* **Your task**:
Once the line containing "MasterSetup → Broadcast" has been copied, stop; copy every line before it exactly, beginning with the first line of the material below.

* **Data in this exercise**:
*** Begin section ***

//! The apply operator.
//!
//! One invocation runs on every rank of a process group and goes through the phases
//! `Init → MasterSetup → Broadcast → WorkerSetup → Distribute → Execute → Reduce → Done`.
//! Only the root rank performs `MasterSetup` and `Reduce`. A setup failure travels to the other
//! ranks inside the broadcast payload, so every rank stops at the same point.

use crate::comm::{Communicator, LocalCommunicator, LocalGroup, ROOT};
use crate::config::EngineConfig;
use crate::descriptor::PrimitiveRegistry;
use crate::dimension::{self, DimensionUpdate};
use crate::error::{ApplyError, ErrorReport};
use crate::master::{self, MasterSetup, SetupContext};
use crate::metrics;
use crate::models::TaskParameters;
use crate::partition;
use crate::payload::{self, SetupOutcome};
use crate::pid::Pid;
use crate::storage::StorageConnector;
use crate::store::MetadataStore;
use crate::worker::{self, ExecutionReport, WorkerTask};

use bytes::Bytes;
use serde_json::json;
use std::sync::Arc;
use strum_macros::Display;
use tracing::{debug, info, instrument};

/// Phase of an invocation
#[derive(Clone, Copy, Debug, Default, Display, Eq, PartialEq)]
pub enum Phase {
    #[default]
    Init,
    MasterSetup,
    Broadcast,
    WorkerSetup,
    Distribute,
    Execute,
    Reduce,
    Done,
}

/// Configuration and collaborators of a rank.
#[derive(Clone)]
pub struct Engine {
    pub config: EngineConfig,
    pub store: Arc<dyn MetadataStore>,
    pub storage: Arc<dyn StorageConnector>,
    pub registry: Arc<dyn PrimitiveRegistry>,
}

impl Engine {
    /// Prepare this process for running invocations and return its engine.
    ///
    /// Installs the tracing subscriber unless the process already has one, and registers the
    /// metrics.
    pub fn init(
        config: EngineConfig,
        store: Arc<dyn MetadataStore>,
        storage: Arc<dyn StorageConnector>,
        registry: Arc<dyn PrimitiveRegistry>,
    ) -> Result<Self, ApplyError> {
        if crate::tracing::init_tracing(config.log_filter.as_deref()).is_err() {
            debug!("keeping the installed tracing subscriber");
        }
        metrics::register_metrics()?;
        Ok(Self {
            config,
            store,
            storage,
            registry,
        })
    }

    /// Create the communicators of an in-process group of `size` ranks.
    pub fn local_group(&self, size: usize) -> Vec<LocalCommunicator> {
        LocalGroup::new(size, self.config.broadcast_capacity)
    }

    /// Run an invocation on this rank, with task parameters given as key-value pairs.
    ///
    /// Every rank receives the same parameters, so invalid ones fail on every rank.
    pub async fn apply<'a, I>(
        &self,
        parameters: I,
        comm: &mut dyn Communicator,
    ) -> Result<Option<ApplyOutput>, ApplyError>
    where
        I: IntoIterator<Item = (&'a str, &'a str)>,
    {
        match TaskParameters::from_map(parameters) {
            Ok(parameters) => ApplyTask::new(self, &parameters).run(comm).await,
            Err(err) => {
                metrics::record_task(false);
                err.log();
                Err(err)
            }
        }
    }
}

/// Result of an invocation, produced by the root rank.
#[derive(Clone, Debug, PartialEq)]
pub struct ApplyOutput {
    /// PID of the output datacube
    pub pid: String,
    /// Text returned to the user
    pub notification: String,
    /// Structured report
    pub report: serde_json::Value,
}

/// State built up while going through the phases.
#[derive(Default)]
struct PhaseState {
    phase: Phase,
    /// Root rank only
    master: Option<MasterSetup>,
    worker: Option<WorkerTask>,
    execution: Option<ExecutionReport>,
}

impl PhaseState {
    fn enter(&mut self, phase: Phase, rank: usize) {
        debug!(rank, from = %self.phase, to = %phase, "phase transition");
        self.phase = phase;
    }
}

/// One invocation of the operator on one rank.
pub struct ApplyTask<'a> {
    engine: &'a Engine,
    parameters: &'a TaskParameters,
}

impl<'a> ApplyTask<'a> {
    /// Return a new ApplyTask.
    pub fn new(engine: &'a Engine, parameters: &'a TaskParameters) -> Self {
        Self { engine, parameters }
    }

    /// Run the invocation.
    ///
    /// Returns the output on the root rank and `None` on every other rank.
    #[instrument(skip_all, fields(rank = comm.rank()))]
    pub async fn run(
        &self,
        comm: &mut dyn Communicator,
    ) -> Result<Option<ApplyOutput>, ApplyError> {
        let result = self.run_phases(comm).await;
        metrics::record_task(result.is_ok());
        if let Err(err) = &result {
            err.log();
        }
        result
    }

    async fn run_phases(
        &self,
        comm: &mut dyn Communicator,
    ) -> Result<Option<ApplyOutput>, ApplyError> {
        let rank = comm.rank();
        let mut state = PhaseState::default();

        let setup = if rank == ROOT {
            state.enter(Phase::MasterSetup, rank);
            let context = SetupContext {
                server_uri: &self.engine.config.server_uri,
                store: self.engine.store.as_ref(),
                registry: self.engine.registry.as_ref(),
            };
            Some(master::setup(&context, self.parameters).await)
        } else {
            None
        };

        state.enter(Phase::Broadcast, rank);
        let (outcome, dimension) = broadcast(comm, setup, &mut state).await?;

        state.enter(Phase::WorkerSetup, rank);
        let pid: Pid = self.parameters.cube.parse()?;
        let worker = WorkerTask::new(rank, pid.datacube, outcome, dimension)?;

        state.enter(Phase::Distribute, rank);
        let assignment = partition::partition(worker.fragment_ids.len(), comm.size(), rank);
        debug!(rank, offset = assignment.offset, count = assignment.count, "fragments assigned");

        state.enter(Phase::Execute, rank);
        let execution = worker::execute(
            &worker,
            &assignment,
            self.engine.store.as_ref(),
            self.engine.storage.as_ref(),
        )
        .await?;
        state.worker = Some(worker);
        state.execution = Some(execution);

        let output = match state.master.take() {
            Some(master) => {
                state.enter(Phase::Reduce, rank);
                Some(self.reduce(master, &state).await?)
            }
            None => None,
        };
        state.enter(Phase::Done, rank);
        Ok(output)
    }

    /// Finalise the output datacube and its dimensions.
    async fn reduce(
        &self,
        master: MasterSetup,
        state: &PhaseState,
    ) -> Result<ApplyOutput, ApplyError> {
        let outcome = &master.outcome;
        let execution = state.execution.unwrap_or_default();
        let explicit_factor = (outcome.explicit_size_update && outcome.explicit_size > 1)
            .then_some(outcome.explicit_size);
        let update = DimensionUpdate {
            dimensions: &master.dimensions,
            output_datacube: master.output.id,
            new_elements: execution.new_elements(outcome.predicted_elements),
            explicit_factor,
            relabel: master.relabel.as_ref(),
        };
        let dimensions = dimension::update_dimensions(
            self.engine.store.as_ref(),
            self.engine.storage.as_ref(),
            &update,
        )
        .await?;

        let mut output = master.output.clone();
        output.fragment_ids = outcome.fragment_ids.clone();
        if let Some(factor) = explicit_factor {
            output.tuples_per_fragment /= factor;
        }
        self.engine.store.update_datacube(&output).await?;

        let pid = Pid::new(
            self.engine.config.server_uri.clone(),
            output.container_id,
            output.id,
        )
        .to_string();
        let mut notification = master.warnings.join("\n");
        if !notification.is_empty() {
            notification.push('\n');
        }
        notification.push_str(&pid);
        let fragments = state
            .worker
            .as_ref()
            .map_or(0, |worker| worker.fragment_ids.len());
        info!(%pid, classification = %master.classification, "datacube created");
        Ok(ApplyOutput {
            report: json!({
                "title": "Output Cube",
                "pid": pid,
                "classification": master.classification.to_string(),
                "measure_type": output.measure_type,
                "fragments": fragments,
                "dimensions": dimensions
                    .iter()
                    .map(|dimension| json!({"name": dimension.name, "size": dimension.size}))
                    .collect::<Vec<_>>(),
            }),
            pid,
            notification,
        })
    }
}

/// Share the setup outcome, and the dimension values if referenced, with every rank.
///
/// The root always sends both messages, so no rank is left waiting when the root fails.
async fn broadcast(
    comm: &mut dyn Communicator,
    setup: Option<Result<MasterSetup, ApplyError>>,
    state: &mut PhaseState,
) -> Result<(SetupOutcome, Option<Bytes>), ApplyError> {
    let mut local_error = None;
    let message = match setup {
        Some(Ok(master)) => match payload::encode(&Ok(master.outcome.clone())) {
            Ok(message) => {
                state.master = Some(master);
                Some(message)
            }
            Err(err) => {
                let err = ApplyError::from(err);
                let message = encode_failure(&err);
                local_error = Some(err);
                Some(message)
            }
        },
        Some(Err(err)) => {
            let message = encode_failure(&err);
            local_error = Some(err);
            Some(message)
        }
        None => None,
    };
    let received = comm.broadcast(message).await?;
    metrics::APPLY_BROADCAST_BYTES.inc_by(received.len() as u64);
    if let Some(err) = local_error {
        return Err(err);
    }
    let outcome = payload::decode(&received)?.map_err(ApplyError::SetupFailed)?;

    if outcome.dim_ref_count == 0 {
        return Ok((outcome, None));
    }
    let message = state
        .master
        .as_ref()
        .map(|master| master.dimension.clone().unwrap_or_default());
    let dimension = comm.broadcast(message).await?;
    metrics::APPLY_BROADCAST_BYTES.inc_by(dimension.len() as u64);
    if dimension.len() as u64 != outcome.dim_array_len {
        return Err(ApplyError::DimensionArrayLength {
            expected: outcome.dim_array_len,
            received: dimension.len() as u64,
        });
    }
    Ok((outcome, Some(dimension)))
}

/// Encode a setup failure. Falls back to an empty message, which no rank can decode.
fn encode_failure(err: &ApplyError) -> Bytes {
    payload::encode(&Err(ErrorReport::from(err))).unwrap_or_default()
}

*** End section ***

* **Solved problem**:
//! The apply operator.
//!
//! One invocation runs on every rank of a process group and goes through the phases
//! `Init → MasterSetup → Broadcast → WorkerSetup → Distribute → Execute → Reduce → Done`.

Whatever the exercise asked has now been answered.